The Weather Wild Card
It used to be that only farmers and commodities traders worried about the weather. But this is changing.
At the end of January, companies will start to report earnings for the fourth quarter of 2012, along with earnings for the entire past year. A significant factor will be the two major natural disasters that hit the US in 2012: Superstorm Sandy and the summer-long drought.
These types of natural disasters are becoming increasingly common. And each year, they seem to affect earnings across a quarter or two at quite a few companies.
Superstorm Sandy, for example, hit 12 Northeast states that account for some 23 percent of US gross domestic product. Total damages amounted to $50 billion—second only to Hurricane Katrina—with close to half covered by insurance. One would think property & casualty (P&C) insurers with large exposure to the Northeast would be devastated. Although the sector fell right around the storm, the major P&C stocks have since rebounded.
The reason? The P&C space was having a banner year before Sandy hit. During the first nine months of 2012, the industry’s pretax operating income jumped to $30.6 billion, 10 times higher than the year-earlier period. In fact, as premiums firm up and East Coasters fill gaps in their coverage, Sandy is likely to be a plus for insurers.

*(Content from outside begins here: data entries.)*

//! `limits.h` / `climits` macro generation.
//!
//! Analyzers seed their preprocessor with the integer limit macros of the
//! target platform so `#if INT_MAX > 32767` style conditionals resolve the
//! way the target's own headers would make them resolve.

use crate::platform::{DefaultSign, Platform};
use crate::ranges::{max_signed, max_unsigned, min_signed};
use crate::standards::Standard;

/// Render the integer limit macros of `platform` as a `;`-joined list of
/// `NAME=VALUE` definitions.
///
/// The `long long` family (`LLONG_MIN`, `LLONG_MAX`, `ULLONG_MAX`) is only
/// emitted when `standard` has `long long`, i.e. C99 / C++11 or later.
/// `CHAR_MIN` and `CHAR_MAX` follow the platform's `default_sign`; an
/// [`Unknown`][DefaultSign::Unknown] sign gets the signed bounds.
pub fn limits_defines(platform: &Platform, standard: Standard) -> String {
    let mut defines: Vec<String> = Vec::with_capacity(18);

    defines.push(format!("CHAR_BIT={}", platform.char_bit));
    defines.push(format!("SCHAR_MIN={}", platform.signed_char_min()));
    defines.push(format!("SCHAR_MAX={}", platform.signed_char_max()));
    defines.push(format!("UCHAR_MAX={}", platform.unsigned_char_max()));

    let (char_min, char_max) = match platform.default_sign {
        DefaultSign::Unsigned => (0, platform.unsigned_char_max()),
        DefaultSign::Signed | DefaultSign::Unknown => {
            (platform.signed_char_min(), platform.signed_char_max())
        }
    };
    defines.push(format!("CHAR_MIN={char_min}"));
    defines.push(format!("CHAR_MAX={char_max}"));

    defines.push(format!("SHRT_MIN={}", min_signed(platform.short_bit)));
    defines.push(format!("SHRT_MAX={}", max_signed(platform.short_bit)));
    defines.push(format!("USHRT_MAX={}", max_unsigned(platform.short_bit)));
    defines.push(format!("INT_MIN={}", min_signed(platform.int_bit)));
    defines.push(format!("INT_MAX={}", max_signed(platform.int_bit)));
    defines.push(format!("UINT_MAX={}", max_unsigned(platform.int_bit)));
    defines.push(format!("LONG_MIN={}", min_signed(platform.long_bit)));
    defines.push(format!("LONG_MAX={}", max_signed(platform.long_bit)));
    defines.push(format!("ULONG_MAX={}", max_unsigned(platform.long_bit)));

    if standard.has_long_long() {
        defines.push(format!("LLONG_MIN={}", min_signed(platform.long_long_bit)));
        defines.push(format!("LLONG_MAX={}", max_signed(platform.long_long_bit)));
        defines.push(format!(
            "ULLONG_MAX={}",
            max_unsigned(platform.long_long_bit)
        ));
    }

    defines.join(";")
}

The same positive outcome is likely for companies that help to reconstruct, refurnish and rebuild. Case in point: Leggett & Platt (NYSE: LEG), featured in this month’s “Conservative Strategy” (page 7), and Quanta Services (NYSE: PWR), which repairs and replaces damaged power lines.
On the flip side, Sandy was bad news for companies such as Hyatt Hotels Corp (NYSE: H), which had to close 25 hotels due to the storm. Verizon Communications (NYSE: VZ) and other publicly traded utilities in the Northeast will also take a hit to earnings as they invest to rebuild infrastructure.
Down on the Farm. The 2012 summer drought caused the biggest crop loss in US agricultural history, estimated at $20 billion. While most farmers’ losses were covered by a public-private crop-insurance program, upstream producers are feeling the pinch.
Profits at meat manufacturer Tyson Foods (NYSE: TSN) will be hampered by higher feed prices, while earnings at agricultural commodities producer Archer-Daniels Midland Co (NYSE: ADM) will continue to weaken.
On the plus side are companies such as Mosaic Co (NYSE: MOS), which is likely to provide more fertilizer to farmers as they increase output in 2013.